Top of MATERIAL SHOWN
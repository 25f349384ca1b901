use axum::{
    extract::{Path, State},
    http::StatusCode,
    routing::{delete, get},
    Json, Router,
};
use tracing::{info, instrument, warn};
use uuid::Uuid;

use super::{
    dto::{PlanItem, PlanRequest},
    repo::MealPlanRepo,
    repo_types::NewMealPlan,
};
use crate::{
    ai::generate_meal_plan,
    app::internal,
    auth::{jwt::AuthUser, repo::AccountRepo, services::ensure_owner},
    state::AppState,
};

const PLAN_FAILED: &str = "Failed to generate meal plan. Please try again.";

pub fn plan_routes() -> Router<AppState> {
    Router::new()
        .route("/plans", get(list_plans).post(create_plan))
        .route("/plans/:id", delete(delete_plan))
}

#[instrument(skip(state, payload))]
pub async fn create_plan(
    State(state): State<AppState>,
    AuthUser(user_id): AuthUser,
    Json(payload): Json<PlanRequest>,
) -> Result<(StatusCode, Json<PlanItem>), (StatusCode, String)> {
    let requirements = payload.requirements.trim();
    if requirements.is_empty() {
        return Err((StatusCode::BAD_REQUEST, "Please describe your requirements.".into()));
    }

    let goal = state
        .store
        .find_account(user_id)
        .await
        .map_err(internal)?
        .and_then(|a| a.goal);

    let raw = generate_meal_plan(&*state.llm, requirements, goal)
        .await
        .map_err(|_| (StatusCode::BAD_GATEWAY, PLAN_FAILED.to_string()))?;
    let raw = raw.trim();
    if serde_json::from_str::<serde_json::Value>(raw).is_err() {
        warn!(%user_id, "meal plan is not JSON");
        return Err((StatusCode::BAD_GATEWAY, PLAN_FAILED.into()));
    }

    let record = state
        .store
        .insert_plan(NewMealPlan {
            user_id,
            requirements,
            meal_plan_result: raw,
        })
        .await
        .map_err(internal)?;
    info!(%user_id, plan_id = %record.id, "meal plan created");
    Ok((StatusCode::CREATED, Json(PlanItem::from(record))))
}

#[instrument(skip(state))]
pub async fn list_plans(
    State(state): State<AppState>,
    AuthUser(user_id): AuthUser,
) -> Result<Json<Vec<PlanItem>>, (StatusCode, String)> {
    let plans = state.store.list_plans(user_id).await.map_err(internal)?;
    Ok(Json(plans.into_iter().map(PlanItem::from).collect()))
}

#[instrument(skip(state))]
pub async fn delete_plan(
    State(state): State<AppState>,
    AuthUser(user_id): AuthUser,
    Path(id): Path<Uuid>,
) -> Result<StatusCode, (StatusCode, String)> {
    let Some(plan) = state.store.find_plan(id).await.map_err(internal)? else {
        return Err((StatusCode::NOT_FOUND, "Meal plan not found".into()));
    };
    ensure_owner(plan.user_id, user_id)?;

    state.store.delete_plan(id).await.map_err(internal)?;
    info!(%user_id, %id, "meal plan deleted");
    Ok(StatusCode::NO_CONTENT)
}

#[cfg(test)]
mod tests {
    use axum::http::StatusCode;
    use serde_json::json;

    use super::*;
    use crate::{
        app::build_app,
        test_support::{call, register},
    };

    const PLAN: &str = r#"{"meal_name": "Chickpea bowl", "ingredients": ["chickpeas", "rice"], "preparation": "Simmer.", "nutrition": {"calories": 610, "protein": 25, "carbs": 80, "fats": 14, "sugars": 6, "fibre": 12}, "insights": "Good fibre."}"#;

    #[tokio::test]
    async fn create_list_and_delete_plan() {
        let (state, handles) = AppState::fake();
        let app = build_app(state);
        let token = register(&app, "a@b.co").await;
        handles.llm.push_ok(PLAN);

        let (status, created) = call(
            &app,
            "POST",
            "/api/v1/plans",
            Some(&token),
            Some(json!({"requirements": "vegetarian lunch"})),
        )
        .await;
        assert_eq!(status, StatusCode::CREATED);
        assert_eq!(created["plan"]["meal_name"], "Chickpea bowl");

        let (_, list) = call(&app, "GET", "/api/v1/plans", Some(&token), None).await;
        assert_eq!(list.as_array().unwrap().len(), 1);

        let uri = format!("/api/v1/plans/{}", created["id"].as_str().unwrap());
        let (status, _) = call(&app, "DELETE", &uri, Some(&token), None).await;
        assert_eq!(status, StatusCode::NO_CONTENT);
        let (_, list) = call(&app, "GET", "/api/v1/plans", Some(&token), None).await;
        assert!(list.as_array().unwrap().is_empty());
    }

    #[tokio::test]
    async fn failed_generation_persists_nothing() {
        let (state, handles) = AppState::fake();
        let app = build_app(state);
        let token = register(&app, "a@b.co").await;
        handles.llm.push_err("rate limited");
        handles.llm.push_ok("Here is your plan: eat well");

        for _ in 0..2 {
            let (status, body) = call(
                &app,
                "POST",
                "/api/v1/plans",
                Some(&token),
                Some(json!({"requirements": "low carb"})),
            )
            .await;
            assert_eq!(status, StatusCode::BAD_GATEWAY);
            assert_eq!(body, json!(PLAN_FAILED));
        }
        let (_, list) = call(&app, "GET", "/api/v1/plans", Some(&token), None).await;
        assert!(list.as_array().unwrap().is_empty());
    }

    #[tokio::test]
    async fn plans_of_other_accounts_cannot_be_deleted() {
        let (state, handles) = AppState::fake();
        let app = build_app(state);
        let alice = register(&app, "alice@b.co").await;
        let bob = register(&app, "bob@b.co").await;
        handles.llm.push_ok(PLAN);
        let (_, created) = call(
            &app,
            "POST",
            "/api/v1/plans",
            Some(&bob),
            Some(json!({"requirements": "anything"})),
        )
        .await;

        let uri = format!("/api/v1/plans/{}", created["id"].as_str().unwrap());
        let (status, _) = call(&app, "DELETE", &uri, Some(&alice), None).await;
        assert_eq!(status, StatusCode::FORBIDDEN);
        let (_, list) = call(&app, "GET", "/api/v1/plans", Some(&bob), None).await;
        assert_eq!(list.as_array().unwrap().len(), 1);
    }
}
Bottom of MATERIAL SHOWN
#### [ASSIGNMENT]
Please restate each record exactly as it reads.

#### [EXERCISE SOLUTION]
repository 25f349384ca1b901
use axum::{
    extract::{Path, State},
    http::StatusCode,
    routing::{delete, get},
    Json, Router,
};
use tracing::{info, instrument, warn};
use uuid::Uuid;

use super::{
    dto::{PlanItem, PlanRequest},
    repo::MealPlanRepo,
    repo_types::NewMealPlan,
};
use crate::{
    ai::generate_meal_plan,
    app::internal,
    auth::{jwt::AuthUser, repo::AccountRepo, services::ensure_owner},
    state::AppState,
};

const PLAN_FAILED: &str = "Failed to generate meal plan. Please try again.";

pub fn plan_routes() -> Router<AppState> {
    Router::new()
        .route("/plans", get(list_plans).post(create_plan))
        .route("/plans/:id", delete(delete_plan))
}

#[instrument(skip(state, payload))]
pub async fn create_plan(
    State(state): State<AppState>,
    AuthUser(user_id): AuthUser,
    Json(payload): Json<PlanRequest>,
) -> Result<(StatusCode, Json<PlanItem>), (StatusCode, String)> {
    let requirements = payload.requirements.trim();
    if requirements.is_empty() {
        return Err((StatusCode::BAD_REQUEST, "Please describe your requirements.".into()));
    }

    let goal = state
        .store
        .find_account(user_id)
        .await
        .map_err(internal)?
        .and_then(|a| a.goal);

    let raw = generate_meal_plan(&*state.llm, requirements, goal)
        .await
        .map_err(|_| (StatusCode::BAD_GATEWAY, PLAN_FAILED.to_string()))?;
    let raw = raw.trim();
    if serde_json::from_str::<serde_json::Value>(raw).is_err() {
        warn!(%user_id, "meal plan is not JSON");
        return Err((StatusCode::BAD_GATEWAY, PLAN_FAILED.into()));
    }

    let record = state
        .store
        .insert_plan(NewMealPlan {
            user_id,
            requirements,
            meal_plan_result: raw,
        })
        .await
        .map_err(internal)?;
    info!(%user_id, plan_id = %record.id, "meal plan created");
    Ok((StatusCode::CREATED, Json(PlanItem::from(record))))
}

#[instrument(skip(state))]
pub async fn list_plans(
    State(state): State<AppState>,
    AuthUser(user_id): AuthUser,
) -> Result<Json<Vec<PlanItem>>, (StatusCode, String)> {
    let plans = state.store.list_plans(user_id).await.map_err(internal)?;
    Ok(Json(plans.into_iter().map(PlanItem::from).collect()))
}

#[instrument(skip(state))]
pub async fn delete_plan(
    State(state): State<AppState>,
    AuthUser(user_id): AuthUser,
    Path(id): Path<Uuid>,
) -> Result<StatusCode, (StatusCode, String)> {
    let Some(plan) = state.store.find_plan(id).await.map_err(internal)? else {
        return Err((StatusCode::NOT_FOUND, "Meal plan not found".into()));
    };
    ensure_owner(plan.user_id, user_id)?;

    state.store.delete_plan(id).await.map_err(internal)?;
    info!(%user_id, %id, "meal plan deleted");
    Ok(StatusCode::NO_CONTENT)
}

#[cfg(test)]
mod tests {
    use axum::http::StatusCode;
    use serde_json::json;

    use super::*;
    use crate::{
        app::build_app,
        test_support::{call, register},
    };

    const PLAN: &str = r#"{"meal_name": "Chickpea bowl", "ingredients": ["chickpeas", "rice"], "preparation": "Simmer.", "nutrition": {"calories": 610, "protein": 25, "carbs": 80, "fats": 14, "sugars": 6, "fibre": 12}, "insights": "Good fibre."}"#;

    #[tokio::test]
    async fn create_list_and_delete_plan() {
        let (state, handles) = AppState::fake();
        let app = build_app(state);
        let token = register(&app, "a@b.co").await;
        handles.llm.push_ok(PLAN);

        let (status, created) = call(
            &app,
            "POST",
            "/api/v1/plans",
            Some(&token),
            Some(json!({"requirements": "vegetarian lunch"})),
        )
        .await;
        assert_eq!(status, StatusCode::CREATED);
        assert_eq!(created["plan"]["meal_name"], "Chickpea bowl");

        let (_, list) = call(&app, "GET", "/api/v1/plans", Some(&token), None).await;
        assert_eq!(list.as_array().unwrap().len(), 1);

        let uri = format!("/api/v1/plans/{}", created["id"].as_str().unwrap());
        let (status, _) = call(&app, "DELETE", &uri, Some(&token), None).await;
        assert_eq!(status, StatusCode::NO_CONTENT);
        let (_, list) = call(&app, "GET", "/api/v1/plans", Some(&token), None).await;
        assert!(list.as_array().unwrap().is_empty());
    }

    #[tokio::test]
    async fn failed_generation_persists_nothing() {
        let (state, handles) = AppState::fake();
        let app = build_app(state);
        let token = register(&app, "a@b.co").await;
        handles.llm.push_err("rate limited");
        handles.llm.push_ok("Here is your plan: eat well");

        for _ in 0..2 {
            let (status, body) = call(
                &app,
                "POST",
                "/api/v1/plans",
                Some(&token),
                Some(json!({"requirements": "low carb"})),
            )
            .await;
            assert_eq!(status, StatusCode::BAD_GATEWAY);
            assert_eq!(body, json!(PLAN_FAILED));
        }
        let (_, list) = call(&app, "GET", "/api/v1/plans", Some(&token), None).await;
        assert!(list.as_array().unwrap().is_empty());
    }

    #[tokio::test]
    async fn plans_of_other_accounts_cannot_be_deleted() {
        let (state, handles) = AppState::fake();
        let app = build_app(state);
        let alice = register(&app, "alice@b.co").await;
        let bob = register(&app, "bob@b.co").await;
        handles.llm.push_ok(PLAN);
        let (_, created) = call(
            &app,
            "POST",
            "/api/v1/plans",
            Some(&bob),
            Some(json!({"requirements": "anything"})),
        )
        .await;

        let uri = format!("/api/v1/plans/{}", created["id"].as_str().unwrap());
        let (status, _) = call(&app, "DELETE", &uri, Some(&alice), None).await;
        assert_eq!(status, StatusCode::FORBIDDEN);
        let (_, list) = call(&app, "GET", "/api/v1/plans", Some(&bob), None).await;
        assert_eq!(list.as_array().unwrap().len(), 1);
    }
}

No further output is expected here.